FC2ブログ

写真は4次元を表現できるのか

朝1.10 2013-01-10 244-2s
目覚める伊豆沼(1/10)

 今朝の伊豆沼は-7℃。美しい朝でした。
 宮城県の渡り鳥調査が行われていました。数としては例年並みという結果が出たようです。

 さて,今日のタイトルは「写真は四次元を表現できるのか」というすごいタイトルです。
先日,「宮澤賢治と四次元の話をしましたが,その続きです。

 私たちは三次元の世界にいますが,それを写した写真は二次元です。構図や陰影や写真にする薬品によって三次元を再現しているように見えるだけで写真は二次元であることには変わりありません。例えば,ここに缶コーヒーがあるとします。光を当ててできる缶コーヒーの影は二次元に黒い影となって表われます。三次元の立体は光を受けて影として次元を減らしてその存在を変えていきます。二次元に表われたその影が一次元の線と交わるとそこにまた二次元の影が現れ出ます。
 このように光の投射によってできる影は,まるで次元のダウンサイジングを行いながら存在の姿を残していくわけです。
朝1.10 2013-01-10 007s
 このことはどんなことを導き出してくれるのでしょうか。

 ずばり,三次元の世界に四次元の「影」が存在しているということなのです。どんな形で・・・?わからないのです。四次元の切断面としてこの三次元に現れ出ているというのです。
 この世の因果関係は直接的に,見えているものの因果関係です。しかし,直接的でなくても,実際に見えていなくても因果関係が予想されるものもたくさんあるわけです。発見の歴史はそういうものでした。実際,望遠鏡や顕微鏡は見えないものを見えるようにして,その存在の因果性を証明してきたわけです。
朝1.10 2013-01-10 165s
 この三次元に高次元の影を見いだすには,今の空間や時間という概念から自由になる必要があります。
 20世紀初頭の世界的な「四次元への指向」トレンドが芸術や文化や科学に大きく影響を与えたことは確かです。

 写真はすべてのものを写し込んで,そこに四次元の影をどのように見いだせるのか。興味の尽きないところです。

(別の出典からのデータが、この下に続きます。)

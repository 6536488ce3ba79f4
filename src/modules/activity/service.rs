use mesrs_core::{AppError, Paginated};
use serde_json::Value;
use sqlx::PgPool;
use tracing::{instrument, warn};
use uuid::Uuid;

use crate::metrics::track_record_created;
use crate::middleware::auth::AuthUser;
use crate::middleware::request::RequestMeta;
use crate::modules::activity::model::{
    ActivityAction, ActivityFilterParams, ActivityLog, ResourceType,
};
use crate::state::AppState;

const ACTIVITY_COLUMNS: &str =
    "id, user_id, action, resource_type, resource_id, details, ip_address, user_agent, created_at";

/// Who performed an action and from where.
#[derive(Debug, Clone, Default)]
pub struct Actor {
    pub user_id: Option<Uuid>,
    pub meta: RequestMeta,
}

impl Actor {
    pub fn new(user_id: Option<Uuid>, meta: RequestMeta) -> Self {
        Self { user_id, meta }
    }

    pub fn from_auth(auth_user: &AuthUser, meta: RequestMeta) -> Self {
        Self::new(auth_user.user_id().ok(), meta)
    }
}

pub struct ActivityService;

impl ActivityService {
    #[instrument(skip(db, details))]
    pub async fn record(
        db: &PgPool,
        actor: &Actor,
        action: &str,
        resource_type: &str,
        resource_id: Option<Uuid>,
        details: Option<Value>,
    ) -> Result<ActivityLog, AppError> {
        let query = format!(
            r#"INSERT INTO activity_logs
                (user_id, action, resource_type, resource_id, details, ip_address, user_agent)
               VALUES ($1, $2, $3, $4, $5, $6, $7)
               RETURNING {ACTIVITY_COLUMNS}"#
        );

        let log = sqlx::query_as::<_, ActivityLog>(&query)
            .bind(actor.user_id)
            .bind(action)
            .bind(resource_type)
            .bind(resource_id)
            .bind(details)
            .bind(&actor.meta.ip_address)
            .bind(&actor.meta.user_agent)
            .fetch_one(db)
            .await
            .map_err(|e| AppError::from_write(e, "Activity could not be recorded"))?;

        Ok(log)
    }

    /// Records an activity. Failures are logged and swallowed so the action
    /// that triggered them still succeeds.
    pub async fn log(
        db: &PgPool,
        actor: &Actor,
        action: ActivityAction,
        resource_type: ResourceType,
        resource_id: Option<Uuid>,
        details: Option<Value>,
    ) {
        if let Err(e) = Self::record(
            db,
            actor,
            action.as_str(),
            resource_type.as_str(),
            resource_id,
            details,
        )
        .await
        {
            warn!(
                error = %e.error,
                action = action.as_str(),
                resource_type = resource_type.as_str(),
                "Failed to record activity"
            );
        }
    }

    /// Logs a write and drops the cached dashboard series it affects.
    pub async fn record_change(
        state: &AppState,
        actor: &Actor,
        action: ActivityAction,
        resource_type: ResourceType,
        resource_id: Option<Uuid>,
    ) {
        if action == ActivityAction::Create {
            track_record_created(resource_type.as_str());
        }
        Self::log(&state.db, actor, action, resource_type, resource_id, None).await;
        mesrs_cache::invalidate::dashboard(state.cache()).await;
    }

    #[instrument(skip(db))]
    pub async fn list(
        db: &PgPool,
        filters: ActivityFilterParams,
    ) -> Result<Paginated<ActivityLog>, AppError> {
        let limit = filters.pagination.limit();
        let offset = filters.pagination.offset();

        let mut where_clause = String::from(" WHERE 1=1");
        let mut params: Vec<String> = Vec::new();

        if let Some(action) = filters.action.as_deref().filter(|a| !a.is_empty()) {
            params.push(action.to_uppercase());
            where_clause.push_str(&format!(" AND action = ${}", params.len()));
        }
        if let Some(resource_type) = filters.resource_type.as_deref().filter(|r| !r.is_empty()) {
            params.push(resource_type.to_lowercase());
            where_clause.push_str(&format!(" AND resource_type = ${}", params.len()));
        }
        if let Some(user_id) = filters.user_id {
            params.push(user_id.to_string());
            where_clause.push_str(&format!(" AND user_id = ${}::uuid", params.len()));
        }

        let count_query = format!("SELECT COUNT(*) FROM activity_logs{where_clause}");
        let mut count_sql = sqlx::query_scalar::<_, i64>(&count_query);
        for param in &params {
            count_sql = count_sql.bind(param);
        }
        let total = count_sql.fetch_one(db).await?;

        let data_query = format!(
            "SELECT {ACTIVITY_COLUMNS} FROM activity_logs{where_clause} \
             ORDER BY created_at DESC LIMIT {limit} OFFSET {offset}"
        );
        let mut data_sql = sqlx::query_as::<_, ActivityLog>(&data_query);
        for param in params {
            data_sql = data_sql.bind(param);
        }
        let logs = data_sql.fetch_all(db).await?;

        Ok(Paginated::new(logs, total, &filters.pagination))
    }
}
//! # MESRS Auth
//!
//! Roles, JWT claims and token utilities.
//!
//! - [`role`]: The four user roles and their hierarchy
//! - [`claims`]: Access and refresh token claims
//! - [`jwt`]: Token creation and verification
//!
//! ```ignore
//! use mesrs_auth::{Role, create_access_token, verify_token};
//!
//! let token = create_access_token(user_id, "admin@mesrs.mr", Role::Admin, Language::Fr, &config)?;
//! let claims = verify_token(&token, &config)?;
//! assert!(claims.role.is_admin());
//! ```

pub mod claims;
pub mod jwt;
pub mod role;

pub use claims::{Claims, RefreshTokenClaims};
pub use jwt::{create_access_token, create_refresh_token, verify_refresh_token, verify_token};
pub use role::Role;
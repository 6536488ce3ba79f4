pub mod controller;
pub mod model;
pub mod router;
pub mod service;

pub use model::*;
pub use router::init_formations_router;
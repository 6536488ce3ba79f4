pub mod controller;
pub mod model;
pub mod router;
pub mod service;

pub use model::*;
pub use router::{init_exam_results_router, init_exams_router};
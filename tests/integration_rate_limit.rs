mod common;

use std::net::SocketAddr;

use axum::Router;
use axum::body::Body;
use axum::extract::ConnectInfo;
use axum::http::{Request, StatusCode};
use mesrs::mesrs_config::RateLimitConfig;
use mesrs::router::init_router;
use mesrs::state::AppState;
use serde_json::json;
use sqlx::PgPool;
use tower::ServiceExt;

fn setup_test_app_with_rate_limit(pool: PgPool, rate_limit_config: RateLimitConfig) -> Router {
    dotenvy::dotenv().ok();
    let mut state = AppState::from_env(pool);
    state.rate_limit_config = rate_limit_config;
    init_router(state)
}

/// One sign-in attempt per minute and two general requests.
fn strict_rate_limit_config() -> RateLimitConfig {
    RateLimitConfig {
        enabled: true,
        general_per_second: 60,
        general_burst_size: 2,
        auth_per_second: 60,
        auth_burst_size: 1,
    }
}

fn sign_in_from(peer: &str) -> Request<Body> {
    let addr: SocketAddr = peer.parse().unwrap();
    let mut request = Request::builder()
        .method("POST")
        .uri("/api/auth/signin")
        .header("content-type", "application/json")
        .body(Body::from(
            json!({ "email": "inconnu@mesrs.mr", "password": "motdepasse123" }).to_string(),
        ))
        .unwrap();
    request.extensions_mut().insert(ConnectInfo(addr));
    request
}

#[sqlx::test(migrations = "./migrations")]
async fn sign_in_attempts_are_limited_per_peer(pool: PgPool) {
    let app = setup_test_app_with_rate_limit(pool, strict_rate_limit_config());

    let response = app.clone().oneshot(sign_in_from("10.0.0.1:4000")).await.unwrap();
    assert_eq!(response.status(), StatusCode::UNAUTHORIZED);

    let response = app.clone().oneshot(sign_in_from("10.0.0.1:4001")).await.unwrap();
    assert_eq!(response.status(), StatusCode::TOO_MANY_REQUESTS);

    let response = app.oneshot(sign_in_from("10.0.0.2:4000")).await.unwrap();
    assert_eq!(response.status(), StatusCode::UNAUTHORIZED);
}

#[sqlx::test(migrations = "./migrations")]
async fn disabled_limits_let_every_request_through(pool: PgPool) {
    let config = RateLimitConfig {
        enabled: false,
        ..strict_rate_limit_config()
    };
    let app = setup_test_app_with_rate_limit(pool, config);

    for _ in 0..3 {
        let response = app.clone().oneshot(sign_in_from("10.0.0.1:4000")).await.unwrap();
        assert_eq!(response.status(), StatusCode::UNAUTHORIZED);
    }
}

 これらの考えは中沢新一の「東方的」を読んでいての感想から生まれた,単なる私見です。興味のある方は本を読んでください。


にほんブログ村 写真ブログ ネイチャーフォトへ
にほんブログ村
関連記事

コメント

Re: タイトルなし

sizukuさん。いつもていねいなコメントをいただきましてありがとうございます。
この世にあるかどうかわからないものを指向して,組み立てていくということは難しいですね。そういう私も熱に浮かされたように書いています。すいません。しかし広く世界のトレンドに通じていた賢治も20世紀初頭の「四次元」という新しい思考の中にいて,考えていたことは確かです。何を作り出そうとしていたのか,長大な「小岩井農場」という作品の中にその思考実験が見いだせると思っています。
ちなみにこの「四次元」への思考がヨーロッパの心霊学の興りがきっかけとなり,怪談などの未知なるものを取り込んでいく過程が佐々木喜善と「遠野物語」,柳田国男,泉鏡花などの文壇界の異例な怪談ブームへと流れてきているとも言えると思っています。

四次元のお話、わたしの頭の構造が、理解できるレベルではないようです^_^;
空間と時間軸…やっぱり、ぼんやりと想像することしかできません。
賢治さんは、どんな世界観を持っていたのでしょうね。nittaさんは、それを理解しようとしていらっしゃるのが凄いです。

この、淡いモルゲンロートの世界で羽ばたく白鳥の姿は三次元で、それを写した写真は二次元で、白鳥の鳴き交わす声や、羽音や、スターダストの輝きや、折れハスの茎に凍りつくような空気感は4次元なのでしょうか?ああ、やっぱり難しいです。
でも、本当に美しいお写真ですね。この写真大好きです。↓の4次元のお話の所の、緑色に滲むような小径のお写真も好きです。